The coefficient of friction between the bodies and the table,

μ = 0.15

Force applied on the system of the two bodies,

P = 200 N

(a) If F is the limiting friction, then

F = μ(m₁ + m₂) g

= 0.15 x (5 + 10) x 9.8 = 22.05 N

Therefore, net force exerted on the partition, when a force of 200 N is applied horizontally on A is given by

P' = P - F

= (200 - 22.05) N = 177.95 N (towards right)

Therefore, the reaction of the partition = 177.95 (towards left)
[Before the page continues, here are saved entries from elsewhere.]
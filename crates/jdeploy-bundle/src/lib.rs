//! Platform-specific bundle generation for jDeploy packages
//!
//! This crate splits a universal application bundle into one slimmed bundle
//! per target platform. Archives (`.jar` files) in the universal bundle carry
//! native libraries for every platform; declarative namespace rules decide
//! which entries each platform keeps.
//!
//! # Rule sources
//!
//! Rules come from the project's `package.json`:
//!
//! ```json
//! {
//!   "name": "myapp",
//!   "jdeploy": {
//!     "platformBundlesEnabled": true,
//!     "nativeNamespaces": {
//!       "ignore": ["com.myapp.debug"],
//!       "mac-arm64": ["com.myapp.native.mac.arm64"],
//!       "win-x64": ["com.myapp.native.win.x64"]
//!     }
//!   }
//! }
//! ```
//!
//! or from `.jdpignore` / `.jdpignore.<platform>` files next to it:
//!
//! ```text
//! # strip every Windows library except the x64 one
//! *.dll
//! !/native/windows/x64/
//! ```
//!
//! # Example
//!
//! ```no_run
//! use jdeploy_bundle::{PlatformBundleGenerator, Project, TarballPacker};
//!
//! let project = Project::load("my-app")?;
//! let generator = PlatformBundleGenerator::new();
//!
//! let tarballs = generator.generate_platform_tarballs(
//!     &project,
//!     "my-app/jdeploy/publish",
//!     "my-app/jdeploy/github-release-files",
//!     &TarballPacker,
//!     true,
//! )?;
//! # Ok::<(), jdeploy_bundle::BundleError>(())
//! ```

mod error;
mod ignore_service;
mod pattern;
mod platform;
mod project;

pub mod archive;
pub mod download_page;
pub mod generator;
pub mod ignore;
pub mod packer;
pub mod recommended;
pub mod scanner;
pub mod signing;

pub use archive::{EntryFilter, NamespaceRules, RewriteSummary};
pub use download_page::{BundlePlatform, DownloadPageReader, DownloadPageSettings, PublishPlatforms};
pub use error::BundleError;
pub use generator::{PlatformBundle, PlatformBundleGenerator, PlatformTarball, SIGNED_BUNDLE_DIR};
pub use ignore_service::{
    IgnoreRules, IgnoreService, PatternCounts, PatternStatistics, PlatformCounts,
};
pub use packer::{NpmPacker, Packer, TarballPacker};
pub use pattern::{NamespacePattern, Notation, matches_any};
pub use platform::Platform;
pub use project::{
    DEFAULT_VERSION, NativeNamespaces, PACKAGE_JSON, Project, ProjectConfig, ResolvedLists,
};
pub use signing::{BundleSigner, DigestSigner, Verification};

/// Result type for bundle operations.
pub type BundleResult<T> = Result<T, BundleError>;
//! Project manifest (`package.json`) model.
//!
//! Only the `jdeploy` keys the bundle engine consumes are given a typed view;
//! the full document is kept as JSON so it can be inspected by other
//! collaborators (e.g. [`crate::DownloadPageSettings`]).

use crate::{BundleError, BundleResult, Platform};
use serde::Deserialize;
use serde_json::Value;
use std::collections::BTreeMap;
use std::fs;
use std::path::{Path, PathBuf};

/// Manifest file name.
pub const PACKAGE_JSON: &str = "package.json";

/// Version assumed when the manifest does not declare one.
pub const DEFAULT_VERSION: &str = "1.0.0";

/// Key of the global list inside `jdeploy.nativeNamespaces`.
const IGNORE_KEY: &str = "ignore";

/// Typed view of `jdeploy.nativeNamespaces`.
#[derive(Debug, Clone, Default, PartialEq, Eq)]
pub struct NativeNamespaces {
    ignore: Vec<String>,
    platforms: BTreeMap<Platform, Vec<String>>,
}

/// Strip and keep namespaces resolved for one platform.
#[derive(Debug, Clone, Default, PartialEq, Eq)]
pub struct ResolvedLists {
    /// Namespaces removed from every archive.
    pub strip: Vec<String>,
    /// Namespaces retained even when they also match `strip`.
    pub keep: Vec<String>,
}

impl ResolvedLists {
    /// Whether there is nothing to strip or keep.
    #[must_use]
    pub fn is_empty(&self) -> bool {
        self.strip.is_empty() && self.keep.is_empty()
    }
}

impl NativeNamespaces {
    /// Build from the raw JSON object (`ignore` plus one key per platform).
    ///
    /// Unknown keys, including `default`, are rejected. Blank entries are
    /// dropped.
    pub fn from_map(map: BTreeMap<String, Vec<String>>) -> BundleResult<Self> {
        let mut namespaces = Self::default();

        for (key, values) in map {
            let values: Vec<String> = values
                .into_iter()
                .map(|v| v.trim().to_string())
                .filter(|v| !v.is_empty())
                .collect();

            if key == IGNORE_KEY {
                namespaces.ignore = values;
                continue;
            }

            match Platform::parse(&key) {
                Some(platform) if !platform.is_default() => {
                    namespaces.platforms.insert(platform, values);
                }
                _ => {
                    return Err(BundleError::InvalidManifest(format!(
                        "jdeploy.nativeNamespaces: unknown platform key '{key}'"
                    )));
                }
            }
        }

        Ok(namespaces)
    }

    /// Namespaces stripped from every platform.
    #[must_use]
    pub fn ignore(&self) -> &[String] {
        &self.ignore
    }

    /// Namespaces declared for one platform (empty when not declared).
    #[must_use]
    pub fn declared(&self, platform: Platform) -> &[String] {
        self.platforms.get(&platform).map_or(&[], Vec::as_slice)
    }

    /// Platforms explicitly keyed in the declaration, in stable order.
    #[must_use]
    pub fn platforms(&self) -> Vec<Platform> {
        self.platforms.keys().copied().collect()
    }

    /// Whether at least one platform-specific list is declared.
    #[must_use]
    pub fn has_platform_namespaces(&self) -> bool {
        !self.platforms.is_empty()
    }

    /// Whether nothing at all is declared.
    #[must_use]
    pub fn is_empty(&self) -> bool {
        self.ignore.is_empty() && self.platforms.is_empty()
    }

    /// Namespaces to strip for `platform`: the global ignore list plus every
    /// other platform's declarations.
    ///
    /// [`Platform::Default`] only gets the global ignore list.
    #[must_use]
    pub fn namespaces_to_strip(&self, platform: Platform) -> Vec<String> {
        let mut strip: Vec<String> = Vec::new();
        let others = self
            .platforms
            .iter()
            .filter(|(other, _)| !platform.is_default() && **other != platform)
            .flat_map(|(_, values)| values.iter());

        for namespace in self.ignore.iter().chain(others) {
            if !strip.contains(namespace) {
                strip.push(namespace.clone());
            }
        }
        strip
    }

    /// Namespaces to keep for `platform`: its own declarations.
    #[must_use]
    pub fn namespaces_to_keep(&self, platform: Platform) -> Vec<String> {
        self.declared(platform).to_vec()
    }

    /// Resolve both lists for `platform`.
    #[must_use]
    pub fn resolve(&self, platform: Platform) -> ResolvedLists {
        ResolvedLists {
            strip: self.namespaces_to_strip(platform),
            keep: self.namespaces_to_keep(platform),
        }
    }
}

#[derive(Debug, Default, Deserialize)]
#[serde(rename_all = "camelCase")]
struct JdeploySection {
    #[serde(default)]
    platform_bundles_enabled: bool,

    #[serde(default)]
    native_namespaces: BTreeMap<String, Vec<String>>,

    #[serde(flatten)]
    extra: serde_json::Map<String, Value>,
}

/// Typed `jdeploy` configuration, built once at project load.
#[derive(Debug, Clone, Default, PartialEq, Eq)]
pub struct ProjectConfig {
    /// `jdeploy.platformBundlesEnabled`.
    pub platform_bundles_enabled: bool,

    /// `jdeploy.nativeNamespaces`.
    pub native_namespaces: NativeNamespaces,

    /// `jdeploy.package<Platform>` overrides.
    pub package_names: BTreeMap<Platform, String>,
}

impl ProjectConfig {
    /// Extract the configuration from a parsed `package.json`.
    pub fn from_package_json(package_json: &Value) -> BundleResult<Self> {
        let Some(section) = package_json.get("jdeploy") else {
            return Ok(Self::default());
        };

        let section: JdeploySection = serde_json::from_value(section.clone())
            .map_err(|e| BundleError::InvalidManifest(format!("jdeploy: {e}")))?;

        let package_names = Platform::all()
            .iter()
            .filter_map(|platform| {
                section
                    .extra
                    .get(platform.package_property_name())
                    .and_then(Value::as_str)
                    .map(str::trim)
                    .filter(|name| !name.is_empty())
                    .map(|name| (*platform, name.to_string()))
            })
            .collect();

        Ok(Self {
            platform_bundles_enabled: section.platform_bundles_enabled,
            native_namespaces: NativeNamespaces::from_map(section.native_namespaces)?,
            package_names,
        })
    }
}

/// A project: its manifest location, raw manifest and typed configuration.
#[derive(Debug, Clone)]
pub struct Project {
    manifest_path: PathBuf,
    package_json: Value,
    config: ProjectConfig,
}

impl Project {
    /// Load a project from its `package.json` path or from the directory
    /// containing it.
    pub fn load<P: AsRef<Path>>(path: P) -> BundleResult<Self> {
        let path = path.as_ref();
        let manifest_path = if path.is_dir() {
            path.join(PACKAGE_JSON)
        } else {
            path.to_path_buf()
        };

        if !manifest_path.is_file() {
            return Err(BundleError::MissingFile(format!(
                "{}",
                manifest_path.display()
            )));
        }

        let content = fs::read_to_string(&manifest_path)?;
        let package_json: Value = serde_json::from_str(&content)?;
        Self::from_json(manifest_path, package_json)
    }

    /// Build a project from an already parsed manifest.
    pub fn from_json<P: Into<PathBuf>>(
        manifest_path: P,
        package_json: Value,
    ) -> BundleResult<Self> {
        if !package_json.is_object() {
            return Err(BundleError::InvalidManifest(
                "package.json must be a JSON object".to_string(),
            ));
        }

        let config = ProjectConfig::from_package_json(&package_json)?;
        Ok(Self {
            manifest_path: manifest_path.into(),
            package_json,
            config,
        })
    }

    /// Path of the project's `package.json`.
    #[must_use]
    pub fn manifest_path(&self) -> &Path {
        &self.manifest_path
    }

    /// Directory holding the manifest and the ignore files.
    #[must_use]
    pub fn project_dir(&self) -> &Path {
        self.manifest_path.parent().unwrap_or_else(|| Path::new("."))
    }

    /// The raw manifest.
    #[must_use]
    pub fn package_json(&self) -> &Value {
        &self.package_json
    }

    /// The typed `jdeploy` configuration.
    #[must_use]
    pub fn config(&self) -> &ProjectConfig {
        &self.config
    }

    /// The declared package name.
    ///
    /// A missing or blank name is a configuration error.
    pub fn package_name(&self) -> BundleResult<&str> {
        self.package_json
            .get("name")
            .and_then(Value::as_str)
            .map(str::trim)
            .filter(|name| !name.is_empty())
            .ok_or_else(|| {
                BundleError::InvalidConfig("package.json must declare a name".to_string())
            })
    }

    /// The declared version, or [`DEFAULT_VERSION`].
    #[must_use]
    pub fn version(&self) -> &str {
        self.package_json
            .get("version")
            .and_then(Value::as_str)
            .unwrap_or(DEFAULT_VERSION)
    }

    /// `jdeploy.platformBundlesEnabled`.
    #[must_use]
    pub fn is_platform_bundles_enabled(&self) -> bool {
        self.config.platform_bundles_enabled
    }

    /// `jdeploy.nativeNamespaces`.
    #[must_use]
    pub fn native_namespaces(&self) -> &NativeNamespaces {
        &self.config.native_namespaces
    }

    /// Package name override configured for `platform`, if any.
    #[must_use]
    pub fn platform_package_name(&self, platform: Platform) -> Option<&str> {
        self.config.package_names.get(&platform).map(String::as_str)
    }
}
(b) Force of limiting friction on body A

F₁ = μm₁g = 0.15 x 5 x 9.8 = 7.35 N

Therefore, net force exerted by body A on B

P₁ = P - F₁

= (200 - 7.35) N = 192.65 N

Since action and reaction are equal and opposite, reaction of body B on A also 192.65 N

When the partition is removed: In such a situation, the two bodies move under the effect of force.

P' = 177.95 N

If a is acceleration produced in the motion of the system of two bodies. then

a = {P₁}/{M₁ + M₂} = {177.95}/{5 + 10} = 11.86 ms^-2

Therefore, force producing motion in the body A, is

m₁a = 5 x 11.86 = 59.3 N

Hence, force exerted by body A and B, when partition is removed

= P' - 59.3 = 192.65 - 59.3

= 133.35 N

Also, the reaction of the body B on A is also 133.35 N.